Assignment =
All of the material must be duplicated exactly, line by line.

Materials provided =
--*--
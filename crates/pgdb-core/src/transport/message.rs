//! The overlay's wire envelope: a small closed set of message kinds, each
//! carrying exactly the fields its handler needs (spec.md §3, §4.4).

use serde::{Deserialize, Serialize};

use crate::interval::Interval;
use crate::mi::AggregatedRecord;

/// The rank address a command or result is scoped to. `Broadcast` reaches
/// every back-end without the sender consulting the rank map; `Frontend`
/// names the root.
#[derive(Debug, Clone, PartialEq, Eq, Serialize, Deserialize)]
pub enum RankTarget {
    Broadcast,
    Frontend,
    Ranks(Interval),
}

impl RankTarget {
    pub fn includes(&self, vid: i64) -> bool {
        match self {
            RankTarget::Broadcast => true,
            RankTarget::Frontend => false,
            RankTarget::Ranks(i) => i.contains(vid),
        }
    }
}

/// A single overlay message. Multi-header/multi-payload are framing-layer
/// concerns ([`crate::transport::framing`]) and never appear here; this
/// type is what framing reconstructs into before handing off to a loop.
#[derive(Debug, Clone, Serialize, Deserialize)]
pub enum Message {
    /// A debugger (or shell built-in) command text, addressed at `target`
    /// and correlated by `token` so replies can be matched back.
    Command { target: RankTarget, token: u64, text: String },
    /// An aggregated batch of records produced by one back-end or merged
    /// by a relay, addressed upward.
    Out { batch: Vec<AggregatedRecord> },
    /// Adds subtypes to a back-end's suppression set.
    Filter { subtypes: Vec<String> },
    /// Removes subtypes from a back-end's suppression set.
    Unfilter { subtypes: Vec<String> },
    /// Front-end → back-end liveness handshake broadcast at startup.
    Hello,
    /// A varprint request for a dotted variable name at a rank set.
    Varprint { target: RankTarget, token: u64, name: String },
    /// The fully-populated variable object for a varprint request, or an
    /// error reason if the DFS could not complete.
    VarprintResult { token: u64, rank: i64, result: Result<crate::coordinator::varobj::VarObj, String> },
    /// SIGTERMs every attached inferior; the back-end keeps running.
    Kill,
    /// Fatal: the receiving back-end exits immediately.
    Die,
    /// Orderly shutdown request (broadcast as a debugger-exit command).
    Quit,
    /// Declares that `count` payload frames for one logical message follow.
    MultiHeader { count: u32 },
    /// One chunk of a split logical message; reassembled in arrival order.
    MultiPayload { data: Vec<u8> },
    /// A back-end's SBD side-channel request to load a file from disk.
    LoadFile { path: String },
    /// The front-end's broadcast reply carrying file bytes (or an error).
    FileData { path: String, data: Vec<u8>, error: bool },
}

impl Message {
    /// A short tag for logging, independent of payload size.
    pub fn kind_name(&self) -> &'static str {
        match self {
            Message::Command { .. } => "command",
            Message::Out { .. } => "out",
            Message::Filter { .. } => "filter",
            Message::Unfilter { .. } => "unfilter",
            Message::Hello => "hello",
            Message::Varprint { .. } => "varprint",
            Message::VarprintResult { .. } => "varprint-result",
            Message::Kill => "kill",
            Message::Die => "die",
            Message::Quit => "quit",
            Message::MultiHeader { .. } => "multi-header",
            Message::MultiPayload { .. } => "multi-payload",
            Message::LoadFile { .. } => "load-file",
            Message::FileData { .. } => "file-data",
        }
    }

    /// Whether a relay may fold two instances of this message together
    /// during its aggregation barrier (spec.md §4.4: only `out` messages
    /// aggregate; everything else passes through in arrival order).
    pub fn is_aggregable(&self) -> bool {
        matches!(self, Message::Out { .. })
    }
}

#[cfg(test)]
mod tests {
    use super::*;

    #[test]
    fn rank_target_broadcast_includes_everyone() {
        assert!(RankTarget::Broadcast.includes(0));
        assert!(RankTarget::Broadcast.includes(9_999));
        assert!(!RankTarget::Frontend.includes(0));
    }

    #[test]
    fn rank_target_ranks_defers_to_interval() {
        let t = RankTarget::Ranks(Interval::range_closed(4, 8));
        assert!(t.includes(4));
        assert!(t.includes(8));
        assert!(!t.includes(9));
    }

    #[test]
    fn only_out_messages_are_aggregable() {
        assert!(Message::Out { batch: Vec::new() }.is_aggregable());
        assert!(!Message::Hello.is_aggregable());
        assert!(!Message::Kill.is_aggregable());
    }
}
--*--
Solution =
filename crates/pgdb-core/src/transport/message.rs
//! The overlay's wire envelope: a small closed set of message kinds, each
//! carrying exactly the fields its handler needs (spec.md §3, §4.4).

use serde::{Deserialize, Serialize};

use crate::interval::Interval;
use crate::mi::AggregatedRecord;

/// The rank address a command or result is scoped to. `Broadcast` reaches
/// every back-end without the sender consulting the rank map; `Frontend`
/// names the root.
#[derive(Debug, Clone, PartialEq, Eq, Serialize, Deserialize)]
pub enum RankTarget {
    Broadcast,
    Frontend,
    Ranks(Interval),
}

impl RankTarget {
    pub fn includes(&self, vid: i64) -> bool {
        match self {
            RankTarget::Broadcast => true,
            RankTarget::Frontend => false,
            RankTarget::Ranks(i) => i.contains(vid),
        }
    }
}

/// A single overlay message. Multi-header/multi-payload are framing-layer
/// concerns ([`crate::transport::framing`]) and never appear here; this
/// type is what framing reconstructs into before handing off to a loop.
#[derive(Debug, Clone, Serialize, Deserialize)]
pub enum Message {
    /// A debugger (or shell built-in) command text, addressed at `target`
    /// and correlated by `token` so replies can be matched back.
    Command { target: RankTarget, token: u64, text: String },
    /// An aggregated batch of records produced by one back-end or merged
    /// by a relay, addressed upward.
    Out { batch: Vec<AggregatedRecord> },
    /// Adds subtypes to a back-end's suppression set.
    Filter { subtypes: Vec<String> },
    /// Removes subtypes from a back-end's suppression set.
    Unfilter { subtypes: Vec<String> },
    /// Front-end → back-end liveness handshake broadcast at startup.
    Hello,
    /// A varprint request for a dotted variable name at a rank set.
    Varprint { target: RankTarget, token: u64, name: String },
    /// The fully-populated variable object for a varprint request, or an
    /// error reason if the DFS could not complete.
    VarprintResult { token: u64, rank: i64, result: Result<crate::coordinator::varobj::VarObj, String> },
    /// SIGTERMs every attached inferior; the back-end keeps running.
    Kill,
    /// Fatal: the receiving back-end exits immediately.
    Die,
    /// Orderly shutdown request (broadcast as a debugger-exit command).
    Quit,
    /// Declares that `count` payload frames for one logical message follow.
    MultiHeader { count: u32 },
    /// One chunk of a split logical message; reassembled in arrival order.
    MultiPayload { data: Vec<u8> },
    /// A back-end's SBD side-channel request to load a file from disk.
    LoadFile { path: String },
    /// The front-end's broadcast reply carrying file bytes (or an error).
    FileData { path: String, data: Vec<u8>, error: bool },
}

impl Message {
    /// A short tag for logging, independent of payload size.
    pub fn kind_name(&self) -> &'static str {
        match self {
            Message::Command { .. } => "command",
            Message::Out { .. } => "out",
            Message::Filter { .. } => "filter",
            Message::Unfilter { .. } => "unfilter",
            Message::Hello => "hello",
            Message::Varprint { .. } => "varprint",
            Message::VarprintResult { .. } => "varprint-result",
            Message::Kill => "kill",
            Message::Die => "die",
            Message::Quit => "quit",
            Message::MultiHeader { .. } => "multi-header",
            Message::MultiPayload { .. } => "multi-payload",
            Message::LoadFile { .. } => "load-file",
            Message::FileData { .. } => "file-data",
        }
    }

    /// Whether a relay may fold two instances of this message together
    /// during its aggregation barrier (spec.md §4.4: only `out` messages
    /// aggregate; everything else passes through in arrival order).
    pub fn is_aggregable(&self) -> bool {
        matches!(self, Message::Out { .. })
    }
}

#[cfg(test)]
mod tests {
    use super::*;

    #[test]
    fn rank_target_broadcast_includes_everyone() {
        assert!(RankTarget::Broadcast.includes(0));
        assert!(RankTarget::Broadcast.includes(9_999));
        assert!(!RankTarget::Frontend.includes(0));
    }

    #[test]
    fn rank_target_ranks_defers_to_interval() {
        let t = RankTarget::Ranks(Interval::range_closed(4, 8));
        assert!(t.includes(4));
        assert!(t.includes(8));
        assert!(!t.includes(9));
    }

    #[test]
    fn only_out_messages_are_aggregable() {
        assert!(Message::Out { batch: Vec::new() }.is_aggregable());
        assert!(!Message::Hello.is_aggregable());
        assert!(!Message::Kill.is_aggregable());
    }
}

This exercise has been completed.